▶ _Data to examine_
************
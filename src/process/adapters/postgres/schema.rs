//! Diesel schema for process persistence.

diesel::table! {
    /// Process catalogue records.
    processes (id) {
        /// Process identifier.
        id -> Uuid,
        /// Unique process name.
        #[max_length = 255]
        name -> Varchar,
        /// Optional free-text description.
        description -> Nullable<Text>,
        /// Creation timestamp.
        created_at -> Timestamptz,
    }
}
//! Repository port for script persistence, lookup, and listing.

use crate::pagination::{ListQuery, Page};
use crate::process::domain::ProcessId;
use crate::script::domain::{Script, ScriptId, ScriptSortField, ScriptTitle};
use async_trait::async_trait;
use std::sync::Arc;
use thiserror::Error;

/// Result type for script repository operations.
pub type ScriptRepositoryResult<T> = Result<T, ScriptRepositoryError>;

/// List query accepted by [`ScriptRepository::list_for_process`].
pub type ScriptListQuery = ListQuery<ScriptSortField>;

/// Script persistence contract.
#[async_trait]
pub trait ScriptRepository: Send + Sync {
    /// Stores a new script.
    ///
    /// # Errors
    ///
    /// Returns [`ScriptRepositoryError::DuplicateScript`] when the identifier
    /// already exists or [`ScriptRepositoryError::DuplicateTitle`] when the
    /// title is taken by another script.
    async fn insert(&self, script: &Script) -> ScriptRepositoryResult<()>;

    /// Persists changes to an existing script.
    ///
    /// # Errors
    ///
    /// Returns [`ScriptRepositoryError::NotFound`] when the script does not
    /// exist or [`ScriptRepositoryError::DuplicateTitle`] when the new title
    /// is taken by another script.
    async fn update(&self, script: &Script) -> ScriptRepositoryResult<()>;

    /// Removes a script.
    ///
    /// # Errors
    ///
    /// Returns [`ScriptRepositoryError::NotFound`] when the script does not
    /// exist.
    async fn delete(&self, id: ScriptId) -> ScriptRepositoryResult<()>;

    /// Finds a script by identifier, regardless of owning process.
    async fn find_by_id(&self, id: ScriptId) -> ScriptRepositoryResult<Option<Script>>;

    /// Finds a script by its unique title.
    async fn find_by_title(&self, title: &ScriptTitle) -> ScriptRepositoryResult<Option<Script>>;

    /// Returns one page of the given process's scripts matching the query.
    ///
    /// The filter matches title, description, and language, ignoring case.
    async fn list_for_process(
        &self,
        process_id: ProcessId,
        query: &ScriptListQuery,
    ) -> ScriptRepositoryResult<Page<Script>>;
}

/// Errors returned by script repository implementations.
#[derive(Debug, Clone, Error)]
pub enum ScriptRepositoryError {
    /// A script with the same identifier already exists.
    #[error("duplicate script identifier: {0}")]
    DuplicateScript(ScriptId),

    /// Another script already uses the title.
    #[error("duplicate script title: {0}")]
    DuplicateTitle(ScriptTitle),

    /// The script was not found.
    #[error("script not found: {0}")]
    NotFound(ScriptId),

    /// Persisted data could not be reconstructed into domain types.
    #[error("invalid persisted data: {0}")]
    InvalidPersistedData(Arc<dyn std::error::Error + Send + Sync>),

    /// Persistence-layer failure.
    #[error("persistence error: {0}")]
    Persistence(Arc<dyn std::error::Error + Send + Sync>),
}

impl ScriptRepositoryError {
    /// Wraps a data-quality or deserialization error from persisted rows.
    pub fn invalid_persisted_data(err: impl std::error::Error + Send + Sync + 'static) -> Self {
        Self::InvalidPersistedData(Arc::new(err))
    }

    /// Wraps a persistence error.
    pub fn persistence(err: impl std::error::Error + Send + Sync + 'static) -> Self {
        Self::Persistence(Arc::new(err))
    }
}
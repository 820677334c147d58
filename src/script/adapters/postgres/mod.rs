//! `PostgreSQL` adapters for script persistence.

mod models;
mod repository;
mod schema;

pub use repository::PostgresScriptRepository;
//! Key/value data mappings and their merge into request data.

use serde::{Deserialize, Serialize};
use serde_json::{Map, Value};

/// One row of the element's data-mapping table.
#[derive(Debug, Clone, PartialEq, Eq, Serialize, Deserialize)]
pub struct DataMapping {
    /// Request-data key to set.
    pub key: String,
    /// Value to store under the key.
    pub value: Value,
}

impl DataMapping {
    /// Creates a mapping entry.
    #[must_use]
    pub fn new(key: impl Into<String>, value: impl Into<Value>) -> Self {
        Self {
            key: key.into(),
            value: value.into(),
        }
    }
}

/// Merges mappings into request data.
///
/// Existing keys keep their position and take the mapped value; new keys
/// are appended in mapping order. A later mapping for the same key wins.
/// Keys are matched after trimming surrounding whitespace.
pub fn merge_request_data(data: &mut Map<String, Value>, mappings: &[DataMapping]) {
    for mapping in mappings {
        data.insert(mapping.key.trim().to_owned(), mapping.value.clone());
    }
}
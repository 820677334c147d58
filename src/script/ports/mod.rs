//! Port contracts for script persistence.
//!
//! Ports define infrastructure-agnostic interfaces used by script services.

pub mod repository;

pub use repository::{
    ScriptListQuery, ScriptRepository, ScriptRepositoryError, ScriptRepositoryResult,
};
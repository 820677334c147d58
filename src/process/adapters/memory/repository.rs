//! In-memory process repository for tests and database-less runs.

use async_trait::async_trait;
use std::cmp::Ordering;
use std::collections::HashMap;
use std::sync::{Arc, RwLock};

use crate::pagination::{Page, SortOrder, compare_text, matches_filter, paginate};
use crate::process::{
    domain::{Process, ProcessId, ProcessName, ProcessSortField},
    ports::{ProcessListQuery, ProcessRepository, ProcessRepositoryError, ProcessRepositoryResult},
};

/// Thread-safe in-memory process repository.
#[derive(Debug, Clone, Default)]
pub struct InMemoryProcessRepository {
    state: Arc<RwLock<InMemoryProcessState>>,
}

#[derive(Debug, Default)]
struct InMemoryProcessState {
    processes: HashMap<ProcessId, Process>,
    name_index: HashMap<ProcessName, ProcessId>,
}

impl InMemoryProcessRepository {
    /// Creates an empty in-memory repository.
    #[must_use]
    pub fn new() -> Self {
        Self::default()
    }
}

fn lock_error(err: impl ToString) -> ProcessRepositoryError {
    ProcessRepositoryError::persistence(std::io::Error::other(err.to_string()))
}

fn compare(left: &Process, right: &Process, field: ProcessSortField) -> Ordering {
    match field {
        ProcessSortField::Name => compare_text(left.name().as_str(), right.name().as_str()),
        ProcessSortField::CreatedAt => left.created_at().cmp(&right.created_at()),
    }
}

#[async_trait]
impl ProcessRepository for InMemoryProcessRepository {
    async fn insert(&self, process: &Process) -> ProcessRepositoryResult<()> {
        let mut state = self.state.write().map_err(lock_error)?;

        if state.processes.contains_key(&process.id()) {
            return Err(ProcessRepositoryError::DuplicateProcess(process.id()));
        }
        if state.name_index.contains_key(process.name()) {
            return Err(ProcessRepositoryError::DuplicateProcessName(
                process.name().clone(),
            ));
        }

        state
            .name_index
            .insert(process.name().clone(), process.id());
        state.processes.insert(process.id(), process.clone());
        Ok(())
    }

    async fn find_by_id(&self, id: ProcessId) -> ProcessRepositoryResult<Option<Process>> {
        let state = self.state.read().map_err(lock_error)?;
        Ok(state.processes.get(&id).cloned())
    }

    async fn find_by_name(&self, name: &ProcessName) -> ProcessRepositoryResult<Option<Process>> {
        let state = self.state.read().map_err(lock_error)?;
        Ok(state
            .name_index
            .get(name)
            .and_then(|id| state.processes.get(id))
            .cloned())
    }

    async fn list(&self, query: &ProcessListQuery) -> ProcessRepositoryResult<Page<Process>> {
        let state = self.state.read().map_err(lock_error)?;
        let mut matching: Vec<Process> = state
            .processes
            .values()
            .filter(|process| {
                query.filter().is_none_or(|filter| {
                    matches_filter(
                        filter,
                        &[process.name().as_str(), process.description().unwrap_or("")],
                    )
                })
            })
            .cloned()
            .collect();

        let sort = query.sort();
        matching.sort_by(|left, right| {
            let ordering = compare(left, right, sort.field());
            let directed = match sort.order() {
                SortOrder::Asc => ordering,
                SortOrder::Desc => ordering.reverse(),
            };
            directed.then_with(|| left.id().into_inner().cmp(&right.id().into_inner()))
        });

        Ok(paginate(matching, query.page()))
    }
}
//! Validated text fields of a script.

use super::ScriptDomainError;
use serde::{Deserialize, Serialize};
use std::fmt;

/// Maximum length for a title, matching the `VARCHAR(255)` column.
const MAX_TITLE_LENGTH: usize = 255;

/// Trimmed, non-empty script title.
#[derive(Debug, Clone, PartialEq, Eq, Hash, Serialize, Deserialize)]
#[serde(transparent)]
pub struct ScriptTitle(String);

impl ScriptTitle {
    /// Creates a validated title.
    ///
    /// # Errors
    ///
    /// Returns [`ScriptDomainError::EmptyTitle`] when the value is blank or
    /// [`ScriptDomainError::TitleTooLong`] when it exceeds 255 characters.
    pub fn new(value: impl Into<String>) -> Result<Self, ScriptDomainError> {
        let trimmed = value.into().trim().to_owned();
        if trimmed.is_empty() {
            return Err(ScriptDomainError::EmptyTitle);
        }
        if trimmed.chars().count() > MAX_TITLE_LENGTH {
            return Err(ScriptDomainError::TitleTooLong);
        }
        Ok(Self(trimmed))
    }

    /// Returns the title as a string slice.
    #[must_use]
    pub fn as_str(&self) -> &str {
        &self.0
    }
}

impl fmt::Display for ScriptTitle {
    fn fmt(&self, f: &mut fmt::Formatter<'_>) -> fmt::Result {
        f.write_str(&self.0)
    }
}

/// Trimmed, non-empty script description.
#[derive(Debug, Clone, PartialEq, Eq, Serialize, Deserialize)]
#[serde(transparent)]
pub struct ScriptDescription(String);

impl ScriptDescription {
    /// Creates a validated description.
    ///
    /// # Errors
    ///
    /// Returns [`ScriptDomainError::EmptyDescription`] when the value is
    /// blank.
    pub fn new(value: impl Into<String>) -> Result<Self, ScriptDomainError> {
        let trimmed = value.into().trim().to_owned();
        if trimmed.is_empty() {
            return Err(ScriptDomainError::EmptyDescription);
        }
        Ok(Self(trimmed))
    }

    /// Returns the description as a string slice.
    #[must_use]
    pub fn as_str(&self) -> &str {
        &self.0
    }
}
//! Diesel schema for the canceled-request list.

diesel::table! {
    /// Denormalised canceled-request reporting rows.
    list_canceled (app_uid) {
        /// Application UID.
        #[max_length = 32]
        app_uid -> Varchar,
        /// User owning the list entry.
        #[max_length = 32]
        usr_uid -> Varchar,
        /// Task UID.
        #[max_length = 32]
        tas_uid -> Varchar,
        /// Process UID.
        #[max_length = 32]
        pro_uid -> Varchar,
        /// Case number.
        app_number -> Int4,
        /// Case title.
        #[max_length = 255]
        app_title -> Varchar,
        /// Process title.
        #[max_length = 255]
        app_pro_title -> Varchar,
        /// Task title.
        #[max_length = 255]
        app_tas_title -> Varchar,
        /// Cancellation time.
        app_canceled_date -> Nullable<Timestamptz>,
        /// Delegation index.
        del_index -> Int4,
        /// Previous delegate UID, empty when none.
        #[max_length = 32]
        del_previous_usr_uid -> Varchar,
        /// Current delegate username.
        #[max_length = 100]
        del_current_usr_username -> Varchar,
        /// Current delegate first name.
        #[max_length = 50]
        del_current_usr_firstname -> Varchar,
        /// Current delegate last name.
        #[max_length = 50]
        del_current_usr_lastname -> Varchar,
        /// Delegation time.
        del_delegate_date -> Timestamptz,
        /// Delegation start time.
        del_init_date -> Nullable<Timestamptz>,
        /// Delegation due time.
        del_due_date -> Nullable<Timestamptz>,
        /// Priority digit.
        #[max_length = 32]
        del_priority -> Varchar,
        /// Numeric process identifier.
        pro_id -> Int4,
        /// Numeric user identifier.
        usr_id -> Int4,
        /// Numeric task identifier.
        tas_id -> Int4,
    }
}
************
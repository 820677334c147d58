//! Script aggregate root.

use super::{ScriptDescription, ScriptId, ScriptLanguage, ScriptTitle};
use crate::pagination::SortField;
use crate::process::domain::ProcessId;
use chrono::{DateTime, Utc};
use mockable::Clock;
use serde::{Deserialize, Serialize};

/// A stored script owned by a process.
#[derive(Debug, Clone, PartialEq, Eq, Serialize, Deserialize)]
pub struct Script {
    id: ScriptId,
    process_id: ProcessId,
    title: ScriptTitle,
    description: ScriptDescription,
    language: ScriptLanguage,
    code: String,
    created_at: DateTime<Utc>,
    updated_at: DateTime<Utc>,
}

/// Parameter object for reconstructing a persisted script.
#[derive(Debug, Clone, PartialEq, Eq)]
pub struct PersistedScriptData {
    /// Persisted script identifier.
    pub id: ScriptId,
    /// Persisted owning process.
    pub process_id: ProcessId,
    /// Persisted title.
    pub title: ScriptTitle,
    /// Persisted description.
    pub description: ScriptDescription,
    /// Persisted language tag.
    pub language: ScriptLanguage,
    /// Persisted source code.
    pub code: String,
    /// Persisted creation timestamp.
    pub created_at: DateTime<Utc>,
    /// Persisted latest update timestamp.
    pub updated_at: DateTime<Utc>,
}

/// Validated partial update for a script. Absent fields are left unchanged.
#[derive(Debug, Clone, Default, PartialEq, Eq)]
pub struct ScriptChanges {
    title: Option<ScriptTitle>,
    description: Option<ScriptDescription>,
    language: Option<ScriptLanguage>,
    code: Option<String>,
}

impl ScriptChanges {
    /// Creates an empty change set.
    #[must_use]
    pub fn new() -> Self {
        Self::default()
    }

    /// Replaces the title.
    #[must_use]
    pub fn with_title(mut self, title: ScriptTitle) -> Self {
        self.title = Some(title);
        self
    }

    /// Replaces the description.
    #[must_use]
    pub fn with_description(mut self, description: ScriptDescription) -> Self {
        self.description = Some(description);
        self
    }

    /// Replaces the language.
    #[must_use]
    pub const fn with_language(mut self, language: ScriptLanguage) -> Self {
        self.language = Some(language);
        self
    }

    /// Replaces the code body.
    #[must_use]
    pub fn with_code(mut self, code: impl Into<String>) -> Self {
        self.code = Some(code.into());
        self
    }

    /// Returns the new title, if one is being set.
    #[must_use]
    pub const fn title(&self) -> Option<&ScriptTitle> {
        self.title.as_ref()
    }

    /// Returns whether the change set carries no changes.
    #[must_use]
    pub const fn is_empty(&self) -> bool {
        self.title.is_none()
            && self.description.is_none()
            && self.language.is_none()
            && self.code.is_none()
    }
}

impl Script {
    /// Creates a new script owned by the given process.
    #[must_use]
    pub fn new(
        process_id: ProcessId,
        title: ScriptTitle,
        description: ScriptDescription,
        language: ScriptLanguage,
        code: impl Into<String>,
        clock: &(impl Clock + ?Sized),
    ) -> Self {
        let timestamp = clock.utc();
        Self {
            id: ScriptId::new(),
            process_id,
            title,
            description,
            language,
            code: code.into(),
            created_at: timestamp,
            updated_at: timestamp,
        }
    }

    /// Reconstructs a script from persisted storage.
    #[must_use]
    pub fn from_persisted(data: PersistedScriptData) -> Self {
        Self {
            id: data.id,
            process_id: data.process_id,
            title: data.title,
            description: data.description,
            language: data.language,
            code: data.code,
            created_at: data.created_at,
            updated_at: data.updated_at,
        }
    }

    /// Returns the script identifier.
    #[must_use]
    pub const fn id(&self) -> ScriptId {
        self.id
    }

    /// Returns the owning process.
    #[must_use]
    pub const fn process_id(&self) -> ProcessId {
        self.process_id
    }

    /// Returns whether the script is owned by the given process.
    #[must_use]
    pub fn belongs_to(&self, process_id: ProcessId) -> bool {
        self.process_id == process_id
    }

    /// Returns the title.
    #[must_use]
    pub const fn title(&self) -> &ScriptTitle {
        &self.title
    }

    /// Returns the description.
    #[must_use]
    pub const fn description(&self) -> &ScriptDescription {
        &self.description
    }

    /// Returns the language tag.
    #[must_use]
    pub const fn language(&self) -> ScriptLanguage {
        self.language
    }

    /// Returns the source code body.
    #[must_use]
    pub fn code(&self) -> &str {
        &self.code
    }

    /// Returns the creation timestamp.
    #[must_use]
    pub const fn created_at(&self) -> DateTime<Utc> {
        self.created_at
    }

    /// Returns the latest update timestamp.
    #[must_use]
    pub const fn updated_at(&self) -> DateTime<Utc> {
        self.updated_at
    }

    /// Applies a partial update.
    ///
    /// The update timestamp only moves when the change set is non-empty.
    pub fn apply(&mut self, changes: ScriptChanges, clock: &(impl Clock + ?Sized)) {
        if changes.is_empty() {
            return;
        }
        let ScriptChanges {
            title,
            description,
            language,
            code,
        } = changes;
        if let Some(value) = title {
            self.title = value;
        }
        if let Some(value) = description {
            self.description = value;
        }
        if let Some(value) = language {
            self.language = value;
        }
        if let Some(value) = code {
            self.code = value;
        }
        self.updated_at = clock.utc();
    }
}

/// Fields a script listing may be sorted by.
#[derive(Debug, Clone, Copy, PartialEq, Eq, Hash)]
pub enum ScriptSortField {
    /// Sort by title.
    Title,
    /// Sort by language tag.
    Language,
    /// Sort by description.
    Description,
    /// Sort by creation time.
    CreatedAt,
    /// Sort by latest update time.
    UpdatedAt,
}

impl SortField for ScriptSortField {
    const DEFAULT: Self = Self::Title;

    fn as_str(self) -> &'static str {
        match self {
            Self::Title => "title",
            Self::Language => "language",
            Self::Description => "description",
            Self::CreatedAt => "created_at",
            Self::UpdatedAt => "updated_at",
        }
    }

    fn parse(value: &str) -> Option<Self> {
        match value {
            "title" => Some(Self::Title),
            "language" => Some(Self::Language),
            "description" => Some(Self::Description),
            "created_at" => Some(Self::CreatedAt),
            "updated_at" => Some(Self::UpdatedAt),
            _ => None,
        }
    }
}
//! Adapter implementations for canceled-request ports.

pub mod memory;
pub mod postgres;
************
▶ _Task statement_
Using the data above, reproduce exactly the lines between those holding "filename src/process/adapters/postgres/schema.rs" and "its unique title.", inclusive, and no others.

▶ _Response_
filename src/process/adapters/postgres/schema.rs
//! Diesel schema for process persistence.

diesel::table! {
    /// Process catalogue records.
    processes (id) {
        /// Process identifier.
        id -> Uuid,
        /// Unique process name.
        #[max_length = 255]
        name -> Varchar,
        /// Optional free-text description.
        description -> Nullable<Text>,
        /// Creation timestamp.
        created_at -> Timestamptz,
    }
}
//! Repository port for script persistence, lookup, and listing.

use crate::pagination::{ListQuery, Page};
use crate::process::domain::ProcessId;
use crate::script::domain::{Script, ScriptId, ScriptSortField, ScriptTitle};
use async_trait::async_trait;
use std::sync::Arc;
use thiserror::Error;

/// Result type for script repository operations.
pub type ScriptRepositoryResult<T> = Result<T, ScriptRepositoryError>;

/// List query accepted by [`ScriptRepository::list_for_process`].
pub type ScriptListQuery = ListQuery<ScriptSortField>;

/// Script persistence contract.
#[async_trait]
pub trait ScriptRepository: Send + Sync {
    /// Stores a new script.
    ///
    /// # Errors
    ///
    /// Returns [`ScriptRepositoryError::DuplicateScript`] when the identifier
    /// already exists or [`ScriptRepositoryError::DuplicateTitle`] when the
    /// title is taken by another script.
    async fn insert(&self, script: &Script) -> ScriptRepositoryResult<()>;

    /// Persists changes to an existing script.
    ///
    /// # Errors
    ///
    /// Returns [`ScriptRepositoryError::NotFound`] when the script does not
    /// exist or [`ScriptRepositoryError::DuplicateTitle`] when the new title
    /// is taken by another script.
    async fn update(&self, script: &Script) -> ScriptRepositoryResult<()>;

    /// Removes a script.
    ///
    /// # Errors
    ///
    /// Returns [`ScriptRepositoryError::NotFound`] when the script does not
    /// exist.
    async fn delete(&self, id: ScriptId) -> ScriptRepositoryResult<()>;

    /// Finds a script by identifier, regardless of owning process.
    async fn find_by_id(&self, id: ScriptId) -> ScriptRepositoryResult<Option<Script>>;

    /// Finds a script by its unique title.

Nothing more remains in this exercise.